Saved data entries:
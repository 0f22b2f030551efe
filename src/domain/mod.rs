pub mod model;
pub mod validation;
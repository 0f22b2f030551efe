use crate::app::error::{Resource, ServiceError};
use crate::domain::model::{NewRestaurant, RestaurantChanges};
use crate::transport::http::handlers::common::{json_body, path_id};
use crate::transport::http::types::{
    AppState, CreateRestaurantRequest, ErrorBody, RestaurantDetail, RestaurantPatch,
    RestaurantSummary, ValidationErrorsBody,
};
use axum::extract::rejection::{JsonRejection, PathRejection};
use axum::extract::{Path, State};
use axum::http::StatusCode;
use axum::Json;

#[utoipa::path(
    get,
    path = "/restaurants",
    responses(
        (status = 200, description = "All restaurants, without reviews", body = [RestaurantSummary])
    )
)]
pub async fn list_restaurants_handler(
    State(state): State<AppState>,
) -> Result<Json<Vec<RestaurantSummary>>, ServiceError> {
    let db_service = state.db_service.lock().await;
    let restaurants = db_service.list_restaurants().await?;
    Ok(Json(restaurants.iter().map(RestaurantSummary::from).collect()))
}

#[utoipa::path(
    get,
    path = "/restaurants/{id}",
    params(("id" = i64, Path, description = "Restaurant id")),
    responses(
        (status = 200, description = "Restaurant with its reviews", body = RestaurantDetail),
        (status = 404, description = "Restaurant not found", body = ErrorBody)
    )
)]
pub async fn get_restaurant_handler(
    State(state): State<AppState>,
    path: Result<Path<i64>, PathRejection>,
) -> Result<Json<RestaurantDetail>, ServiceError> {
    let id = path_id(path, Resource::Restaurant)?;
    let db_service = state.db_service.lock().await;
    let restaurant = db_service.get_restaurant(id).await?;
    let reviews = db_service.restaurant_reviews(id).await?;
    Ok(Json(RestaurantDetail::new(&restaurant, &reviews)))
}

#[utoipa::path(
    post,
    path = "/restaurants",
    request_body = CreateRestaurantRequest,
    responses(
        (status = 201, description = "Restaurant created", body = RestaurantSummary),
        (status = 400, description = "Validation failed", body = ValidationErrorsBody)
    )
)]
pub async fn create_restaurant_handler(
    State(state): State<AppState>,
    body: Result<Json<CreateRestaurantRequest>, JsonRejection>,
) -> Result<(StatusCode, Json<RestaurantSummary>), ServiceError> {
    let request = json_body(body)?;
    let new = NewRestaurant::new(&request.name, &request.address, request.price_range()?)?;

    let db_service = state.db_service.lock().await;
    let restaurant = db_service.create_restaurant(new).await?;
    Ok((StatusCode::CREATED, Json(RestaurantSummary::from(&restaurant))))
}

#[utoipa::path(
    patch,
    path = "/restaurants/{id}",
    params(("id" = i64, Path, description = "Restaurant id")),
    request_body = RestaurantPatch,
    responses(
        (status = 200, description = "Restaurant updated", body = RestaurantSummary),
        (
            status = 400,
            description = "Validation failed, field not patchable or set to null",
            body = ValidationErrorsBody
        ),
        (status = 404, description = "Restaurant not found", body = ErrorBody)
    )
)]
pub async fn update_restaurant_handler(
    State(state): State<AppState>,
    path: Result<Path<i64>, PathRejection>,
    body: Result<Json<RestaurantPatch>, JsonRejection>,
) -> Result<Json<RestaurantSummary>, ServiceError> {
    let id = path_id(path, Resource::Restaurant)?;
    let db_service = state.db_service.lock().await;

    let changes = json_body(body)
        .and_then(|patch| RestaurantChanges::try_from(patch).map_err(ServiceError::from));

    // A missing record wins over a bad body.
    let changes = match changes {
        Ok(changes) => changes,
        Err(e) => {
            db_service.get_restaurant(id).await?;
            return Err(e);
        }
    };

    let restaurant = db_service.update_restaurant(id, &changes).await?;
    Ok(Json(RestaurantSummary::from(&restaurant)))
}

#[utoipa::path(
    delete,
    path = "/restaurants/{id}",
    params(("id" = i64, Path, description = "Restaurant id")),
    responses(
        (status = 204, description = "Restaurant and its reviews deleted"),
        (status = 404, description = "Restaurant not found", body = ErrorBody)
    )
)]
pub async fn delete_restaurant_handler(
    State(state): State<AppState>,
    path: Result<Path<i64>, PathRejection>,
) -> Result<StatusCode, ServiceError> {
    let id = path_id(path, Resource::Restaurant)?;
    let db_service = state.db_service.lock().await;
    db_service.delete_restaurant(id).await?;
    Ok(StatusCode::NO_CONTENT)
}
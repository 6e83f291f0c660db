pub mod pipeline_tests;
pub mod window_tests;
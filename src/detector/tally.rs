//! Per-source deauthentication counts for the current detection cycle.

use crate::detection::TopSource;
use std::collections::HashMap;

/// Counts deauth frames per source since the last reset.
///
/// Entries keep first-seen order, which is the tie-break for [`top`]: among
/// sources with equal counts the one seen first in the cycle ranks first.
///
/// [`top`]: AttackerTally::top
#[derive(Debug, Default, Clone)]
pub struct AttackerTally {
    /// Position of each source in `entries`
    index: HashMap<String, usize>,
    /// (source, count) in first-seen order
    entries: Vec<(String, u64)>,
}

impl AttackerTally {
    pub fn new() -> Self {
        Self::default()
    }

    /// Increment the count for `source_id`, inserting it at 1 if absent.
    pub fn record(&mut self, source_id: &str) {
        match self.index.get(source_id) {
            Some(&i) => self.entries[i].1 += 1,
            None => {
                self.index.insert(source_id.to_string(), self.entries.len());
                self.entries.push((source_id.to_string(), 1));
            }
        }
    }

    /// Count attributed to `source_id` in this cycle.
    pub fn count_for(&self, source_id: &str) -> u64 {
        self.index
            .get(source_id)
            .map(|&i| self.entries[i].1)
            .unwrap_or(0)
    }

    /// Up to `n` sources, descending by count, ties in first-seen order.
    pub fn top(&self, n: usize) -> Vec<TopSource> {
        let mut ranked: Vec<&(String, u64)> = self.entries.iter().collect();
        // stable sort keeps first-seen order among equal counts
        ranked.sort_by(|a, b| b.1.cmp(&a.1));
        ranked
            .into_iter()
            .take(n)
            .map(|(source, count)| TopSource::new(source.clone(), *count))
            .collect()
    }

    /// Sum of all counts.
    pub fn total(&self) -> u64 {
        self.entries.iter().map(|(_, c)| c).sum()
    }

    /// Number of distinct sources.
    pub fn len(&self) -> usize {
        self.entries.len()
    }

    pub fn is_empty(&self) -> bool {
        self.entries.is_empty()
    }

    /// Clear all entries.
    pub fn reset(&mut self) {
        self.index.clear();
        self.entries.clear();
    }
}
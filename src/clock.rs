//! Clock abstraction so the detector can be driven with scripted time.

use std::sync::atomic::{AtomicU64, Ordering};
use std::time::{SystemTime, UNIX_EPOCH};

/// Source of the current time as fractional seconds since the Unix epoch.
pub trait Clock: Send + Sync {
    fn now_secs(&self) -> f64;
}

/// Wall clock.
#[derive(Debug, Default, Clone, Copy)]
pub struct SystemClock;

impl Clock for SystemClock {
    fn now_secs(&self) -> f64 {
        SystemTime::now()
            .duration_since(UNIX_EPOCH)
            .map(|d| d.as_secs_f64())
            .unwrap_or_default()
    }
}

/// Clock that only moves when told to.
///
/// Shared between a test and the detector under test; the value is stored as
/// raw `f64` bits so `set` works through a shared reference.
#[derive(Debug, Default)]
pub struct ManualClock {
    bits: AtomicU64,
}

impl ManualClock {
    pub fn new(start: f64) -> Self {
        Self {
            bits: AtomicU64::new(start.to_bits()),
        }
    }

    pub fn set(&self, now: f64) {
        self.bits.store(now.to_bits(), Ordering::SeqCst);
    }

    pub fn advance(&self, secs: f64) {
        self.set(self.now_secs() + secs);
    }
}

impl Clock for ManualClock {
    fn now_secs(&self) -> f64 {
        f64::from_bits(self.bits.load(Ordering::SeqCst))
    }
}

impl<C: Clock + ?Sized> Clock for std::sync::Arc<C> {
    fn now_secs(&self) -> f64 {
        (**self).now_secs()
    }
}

Work instructions:
Looking through the data above, count the lines that include the string "AttackerTally" and give only the count.

The completed task:
3